Aristotle claimed that this was a factual statement, but he though it deserved "a rational scientific justification for this belief", (Tuan a, p. 18). Aristotle believed that heat was the fundamental issue in the perfection of animals and therefore humans. The more heat a creature produced the more perfect of a being it was. He believed that women were "colder than man", (p. 18) so obviously they were less perfect than him as well. This heat difference is what gave women all of her problems. The less heat of women, therefore lead Aristotle to believe that she had a smaller brain.

This lead to her many problems dealing with inferiority. Aristotle came up with proof for this theory based on his studies of semen and menstrual fluid. Aristotle believed that semen was conceived through blood but because of the heat of man, the semen turned white while being ejaculated. Using this as a basis, he tried to compare semen to menstrual flows, claiming they were the same because the onset of both occurred around the same time in males and females. Aristotle believed that women were colder because she was "unable to 'cook' her semen to the point of purity - 'proof' of her relative coldness, (p. 19). Aristotle believed that women were not fully human due to their lack of heat.

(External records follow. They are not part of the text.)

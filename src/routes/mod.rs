//! HTTP handlers, one module per route family, all mounted under `/api`.

pub mod activities;
pub mod ai;
pub mod auth;
pub mod dashboard;
pub mod endorsements;
pub mod evidence;
pub mod health_check;
pub mod keywords;
pub mod logs;
pub mod notifications;
pub mod portfolios;
pub mod projects;
pub mod recommendations;
pub mod reflections;
pub mod search;
pub mod spaces;
pub mod templates;
pub mod users;

use axum::Router;
use chrono::{NaiveDate, Utc};
use serde::Deserialize;
use serde_json::{Map, Value};

use crate::db::{Database, Query};
use crate::error::{AppError, Result};
use crate::server::AppState;

pub fn api_router() -> Router<AppState> {
    Router::new()
        .nest("/auth", auth::router())
        .nest("/users", users::router())
        .nest("/spaces", spaces::router())
        .nest("/reflections", reflections::router())
        .nest("/templates", templates::router())
        .nest("/activities", activities::router())
        .nest("/recommendations", recommendations::router())
        .nest("/keywords", keywords::router())
        .nest("/logs", logs::router())
        .nest("/projects", projects::router())
        .nest("/notifications", notifications::router())
        .nest("/dashboard", dashboard::router())
        .nest("/portfolios", portfolios::router())
        .nest("/evidence", evidence::router())
        .nest("/endorsements", endorsements::router())
        .nest("/search", search::router())
        .nest("/ai", ai::router())
        .merge(health_check::router())
}

/// `page`/`limit` query pair used by the list endpoints.
#[derive(Debug, Clone, Copy, Deserialize)]
pub struct PageParams {
    #[serde(default = "default_page")]
    pub page: usize,
    #[serde(default = "default_page_size")]
    pub limit: usize,
}

fn default_page() -> usize {
    1
}

fn default_page_size() -> usize {
    20
}

impl PageParams {
    pub fn offset(&self) -> usize {
        self.page.saturating_sub(1) * self.limit
    }
}

pub(crate) fn now() -> String {
    Utc::now().to_rfc3339()
}

pub(crate) fn today() -> NaiveDate {
    Utc::now().date_naive()
}

pub(crate) fn str_field<'a>(row: &'a Value, key: &str) -> Option<&'a str> {
    row.get(key).and_then(Value::as_str)
}

/// Takes a JSON body as an object; anything else is a 400.
pub(crate) fn object(body: Value) -> Result<Map<String, Value>> {
    match body {
        Value::Object(map) => Ok(map),
        _ => Err(AppError::BadRequest("request body must be a JSON object".to_string())),
    }
}

/// Row `id` from `table`: 404 when missing, 403 when `owner_column` names someone else.
pub(crate) async fn owned_row(
    db: &dyn Database,
    table: &str,
    id: &str,
    owner_column: &str,
    user_id: &str,
    what: &str,
) -> Result<Value> {
    let row = db
        .select_one(&Query::table(table).eq("id", id))
        .await?
        .ok_or_else(|| AppError::not_found(what))?;
    if str_field(&row, owner_column) != Some(user_id) {
        return Err(AppError::Forbidden(format!("{what} belongs to another user")));
    }
    Ok(row)
}

/// Row `id` scoped to `user_id`; anything else reads as missing.
pub(crate) async fn user_row(
    db: &dyn Database,
    table: &str,
    id: &str,
    user_id: &str,
    what: &str,
) -> Result<Value> {
    db.select_one(&Query::table(table).eq("id", id).eq("user_id", user_id))
        .await?
        .ok_or_else(|| AppError::not_found(what))
}

pub(crate) fn first_row(rows: Vec<Value>, what: &str) -> Result<Value> {
    rows.into_iter().next().ok_or_else(|| AppError::not_found(what))
}

#[cfg(test)]
mod tests {
    use super::*;
    use serde_json::json;

    #[test]
    fn page_offsets() {
        let p = PageParams { page: 3, limit: 20 };
        assert_eq!(p.offset(), 40);
        let p = PageParams { page: 0, limit: 20 };
        assert_eq!(p.offset(), 0);
    }

    #[test]
    fn non_object_body_is_rejected() {
        assert!(object(json!([1, 2])).is_err());
        assert_eq!(object(json!({"a": 1})).unwrap().len(), 1);
    }
}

He believed this because he though that in conception, women did not have the ability to conduct heat and become the perfect form, male. Aristotle also claimed that nature always strives to create the perfect being, male, and in not doing so, creating female, it made an imperfection. He therefore thought that "woman was the misbegotten man", (p. 19). Aristotle's arguments, however logical they sounded to him, were flawed. Aristotle thought that women gave birth to females either earlier in life or later. He though this happened because the heat in earlier and later times in life was deficient.

This claim though could never have been proven. There has never been a "correlation between the age of a pregnant woman and the sex of her offspring", (p. 20). Another flaw in Aristotle's logic was his belief that men were born more imperfect than females. He however attributed this to the fact that since males have more heat they are more mobile. Being more active thus leaves men vulnerable to injury. One of the most flawed of Aristotle's arguments was that women needed this heat in order to reproduce.

This fundamental necessity of reproduction he then attributed to women even though they were imperfect. Aristotle claimed that only a being "unable to concoct matter fully would be capable of nourishing a fetus", (p. 21). This naturally would have been the female. To make sense of this womanly mutation, he thus concluded that it was not natural and therefore necessary for women to be imperfect.